La dieta a punti è un sistema per semplificare il calcolo delle calorie giornaliere. In questo modo il soggetto non è vincolato ad una dieta precompilata, che magari contiene cibi che non ama particolarmente, e comunque gli impedisce di gestirsi al di fuori della rigidità del programma alimentare.

Ogni semplificazione ovviamente porta con sé dei pro e dei contro. Per esempio, moltissima frutta nella dieta a punti ha zero punti, quando in realtà contiene parecchie calorie che se non conteggiate, sono in grado di vanificare ogni sforzo. Rimane il problema della ripartizione dei macronutrienti: la dieta a punti consente, in teoria, di costruire una dieta completamente sballata, perché sbilanciata a favore delle proteine o dei carboidrati.

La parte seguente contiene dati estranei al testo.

//! The landing-to-bronze load: discover, load, cast, enrich, hash, truncate, write.

use anyhow::{Context, Result};
use deltalake::arrow::record_batch::RecordBatch;
use thiserror::Error;
use tracing::{Instrument, error, info, info_span};

use bronze_common::{Storage, StorageLocation};
use bronze_delta::{truncate_table, write_batch};
use bronze_ingest::{discover_csv_files, load_landing_files};
use bronze_model::DeliveryMode;
use bronze_transform::{MetadataValues, add_hash_columns, add_metadata_columns, apply_schema};

use crate::config::PipelineConfig;

/// Name the load reports itself under in logs.
pub const PIPELINE_NAME: &str = "LANDING_2_BRONZE";

/// Failures owned by the orchestration itself rather than a stage crate.
#[derive(Debug, Error)]
pub enum PipelineError {
    /// The landing folder holds no CSV files; nothing was truncated or written.
    #[error("no CSV files found in {location}")]
    NoCsvFiles { location: String },
}

/// What one run did.
#[derive(Debug, Clone, PartialEq, Eq)]
pub struct RunSummary {
    pub instance: String,
    pub delivery_mode: DeliveryMode,
    pub landing: String,
    pub bronze: String,
    pub files: usize,
    pub rows: usize,
    /// Non-empty values that failed to parse under their declared type.
    pub nulled_values: usize,
    /// Objects removed from the destination before writing.
    pub deleted_objects: usize,
    /// Committed table version; `None` for dry runs.
    pub version: Option<i64>,
    /// Columns merged into an existing table schema.
    pub added_columns: Vec<String>,
    pub dry_run: bool,
}

/// Runs the load for the configured instance.
///
/// Stops after hashing when `dry_run` is set. A failure in any stage aborts
/// the rest, is logged with the instance name and is returned as is; the
/// completion line is logged either way.
pub async fn run_pipeline(config: &PipelineConfig, dry_run: bool) -> Result<RunSummary> {
    let instance = config.instance_name();
    let span = info_span!(
        "pipeline",
        pattern = %config.pattern_name,
        layer = %config.layer_name,
        instance = %instance,
    );

    let result = execute(config, &instance, dry_run)
        .instrument(span.clone())
        .await;

    let _guard = span.enter();
    match &result {
        Ok(summary) => info!(
            files = summary.files,
            rows = summary.rows,
            version = ?summary.version,
            dry_run,
            "bronze load finished"
        ),
        Err(err) => error!(instance = %instance, error = %format!("{err:#}"), "bronze load failed"),
    }
    info!("{PIPELINE_NAME} pipeline completed");
    result
}

async fn execute(config: &PipelineConfig, instance: &str, dry_run: bool) -> Result<RunSummary> {
    let definition = config.instance_definition()?;
    let landing = config.landing_location()?;
    let bronze = config.bronze_location()?;
    info!(
        landing = %landing,
        bronze = %bronze,
        delivery_mode = %config.delivery_mode,
        "starting {PIPELINE_NAME} pipeline"
    );

    let storage = Storage::open(&landing).context("open landing zone")?;
    let files = discover_csv_files(&storage)
        .instrument(info_span!("discover"))
        .await
        .context("discover landing files")?
        .ok_or_else(|| PipelineError::NoCsvFiles {
            location: landing.to_string(),
        })?;
    info!(count = files.count(), "landing files discovered");

    let landing_batch = load_landing_files(&storage, &files, &config.csv_options()?)
        .instrument(info_span!("load"))
        .await
        .context("load landing files")?;

    let (typed, report) = info_span!("cast")
        .in_scope(|| apply_schema(&landing_batch, &definition.columns))
        .context("apply schema")?;
    drop(landing_batch);

    let hashed = info_span!("enrich").in_scope(|| {
        let values = MetadataValues::new(landing.glob(), &config.data_source)
            .with_delivery_mode(config.delivery_mode);
        let enriched = add_metadata_columns(typed, &values).context("add metadata columns")?;
        add_hash_columns(enriched, &definition.business_keys, &definition.attributes)
            .context("compute hash columns")
    })?;

    let mut summary = RunSummary {
        instance: instance.to_string(),
        delivery_mode: config.delivery_mode,
        landing: landing.glob(),
        bronze: bronze.to_string(),
        files: files.count(),
        rows: hashed.num_rows(),
        nulled_values: report.nulled_total(),
        deleted_objects: 0,
        version: None,
        added_columns: Vec::new(),
        dry_run,
    };
    if dry_run {
        info!(rows = summary.rows, "dry run; destination left untouched");
        return Ok(summary);
    }

    write_bronze(config, &definition.name, &bronze, hashed.record_batch(), &mut summary)
        .instrument(info_span!("write"))
        .await?;
    Ok(summary)
}

async fn write_bronze(
    config: &PipelineConfig,
    table_name: &str,
    bronze: &StorageLocation,
    batch: &RecordBatch,
    summary: &mut RunSummary,
) -> Result<()> {
    let truncated = truncate_table(bronze)
        .await
        .context("truncate bronze table")?;
    summary.deleted_objects = truncated.deleted();

    let outcome = write_batch(bronze, batch, &config.table_options(table_name))
        .await
        .context("write bronze table")?;
    summary.version = Some(outcome.version);
    summary.added_columns = outcome.added_columns;
    Ok(())
}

Il problema grosso della dieta a punti è il fatto che ormai è stata superata dai tempi: l'idea di Razzoli fu sicuramente geniale negli anni '70, ma in 50 anni la scienza dell'alimentazione e la tecnologia hanno fatto passi da gigante... Oggi, con tutte le app gratuite che ci sono in commercio per calcolare le calorie dei cibi, non ha veramente senso utilizzare un sistema così approssimativo.

Considerazioni Finali

La dieta a punti è stata costruita per garantire un dimagrimento ideale, che non sia né troppo lento, né troppo veloce. Si parla di un kg a settimana, che rappresenta la perdita di peso più rapida, compatibile con la salute e il fatto che si perdano effettivamente grassi e non liquidi e muscoli.